Abstract AMP-activated protein kinase (AMPK), a highly conserved, heterotrimeric serine/threonine kinase with critical sensory and regulatory functions, is proposed to induce anti-aging actions of caloric restriction (CR). Although earlier studies assessed CR’s effects on AMPK in rodent skeletal muscle, the scope of these studies was narrow with limited focus on older animals. This study’s purpose was to fill important knowledge gaps related to CR’s influence on AMPK in skeletal muscle of older animals.
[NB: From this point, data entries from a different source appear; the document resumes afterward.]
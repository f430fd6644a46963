//! Platform file suffixes
//!
//! The suffixes the host runtime and the compiler expect on this platform.

/// File suffix of a loadable extension module on this platform
#[must_use]
pub const fn extension_suffix() -> &'static str {
    if cfg!(windows) { ".pyd" } else { ".so" }
}

/// File suffix of a compiled object on this platform
#[must_use]
pub const fn object_suffix() -> &'static str {
    if cfg!(windows) { ".obj" } else { ".o" }
}
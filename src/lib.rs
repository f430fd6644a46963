//! Weld internal library code
//!
//! Turns annotated C++ fragments into loadable Python extension modules:
//! declarations are recovered from naming conventions, registration tables
//! are generated next to the fragments, and a fingerprint-and-timestamp
//! cache decides whether the toolchain needs to run at all.

pub mod build;
pub mod build_log;
pub mod cache;
pub mod config;
pub mod debug;
pub mod descriptor;
pub mod diagnostic;
pub mod env_vars;
pub mod error;
pub mod host;
pub mod loader;
pub mod paths;
pub mod platform;
pub mod render;
pub mod scanner;
pub mod toolchain;

#[cfg(test)]
mod test_utils;

// Re-export common types for convenience
pub use build::{Artifact, BuildOptions, build_artifact, build_module, is_identifier, load_artifact};
pub use cache::{CacheEntry, CacheStatus, Fingerprint, Stats, collect_stats, human_bytes};
pub use config::Config;
pub use debug::{init_debug, is_debug_enabled};
pub use descriptor::{
    Assembly, CallingConvention, ModuleDescriptor, SlotCategory, TypeDescriptor, assemble,
    assemble_source,
};
pub use diagnostic::{Diagnostic, DiagnosticKind};
pub use error::BuildError;
pub use loader::{ArtifactLoader, DylibLoader, LoadedModule, PublishedKind, PublishedName};
pub use paths::BuildLayout;
pub use render::{render_fragment, render_module, render_tables};
pub use scanner::scan;
pub use toolchain::{CcToolchain, CompileEnv, CompileRequest, Macro, Toolchain, ToolchainReport};
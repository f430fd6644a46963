//! Debug logging utilities
//!
//! Debug output is gated by the global `--debug` flag (or `WELD_DEBUG`).
//! When debug mode is disabled, all debug logging has zero cost.

use std::sync::OnceLock;

static DEBUG_ENABLED: OnceLock<bool> = OnceLock::new();

/// Initialize debug mode from the command-line flag and `WELD_DEBUG`
pub fn init_debug(enabled: bool) {
    let _ = DEBUG_ENABLED.set(enabled || crate::env_vars::weld_debug());
}

/// Check if debug mode is enabled
pub fn is_debug_enabled() -> bool {
    DEBUG_ENABLED.get().copied().unwrap_or(false)
}

/// Macro for convenient debug logging
///
/// Usage: `debug!("scanned {} types", count)`
#[macro_export]
macro_rules! debug {
    ($($arg:tt)*) => {
        if $crate::debug::is_debug_enabled() {
            eprintln!("[DEBUG] {}", format_args!($($arg)*));
        }
    };
}

#[cfg(test)]
mod tests {
    use super::*;

    #[test]
    fn debug_does_not_panic_when_uninitialized() {
        assert!(!is_debug_enabled() || crate::env_vars::weld_debug());
        crate::debug!("formatted {}", 42);
    }
}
Therefore, using epitrochlearis muscles from 24 month-old ad libitum fed (AL) and CR (consuming 65% of AL intake for 8 weeks), male Fischer-344 x Brown Norway F1 rats, we determined: 1) AMPK Thr172 phosphorylation (a key regulatory site) by immunoblot; 2) AMPKα1 and AMPKα2 activity (representing the two catalytic α-subunits of AMPK), and AMPKγ3 activity (representing AMPK complexes that include the skeletal muscle-selective regulatory γ3 subunit) using enzymatic assays; 3) phosphorylation of multiple protein substrates that are linked to CR-related effects (acetyl CoA carboxylase, ACC, that regulates lipid oxidation; Beclin-1 and ULK1 that are autophagy regulatory proteins; Raptor, mTORC1 complex protein that regulates autophagy; TBC1D1 and TBC1D4 that regulate glucose uptake) by immunoblot; and 4) ATP and AMP concentrations (key AMPK regulators) by mass spectrometry. The results revealed significant CR-associated increases in the phosphorylation of AMPK Thr172 and four AMPK substrates (ACC, Beclin-1, TBC1D1, TBC1D4), without significant diet-related differences in ATP or AMP concentration or AMPKα1-, AMPKα2-, or AMPKγ3-associated activity. The enhanced phosphorylation of multiple AMPK substrates provides novel mechanistic insights linking AMPK to functionally important consequences of CR.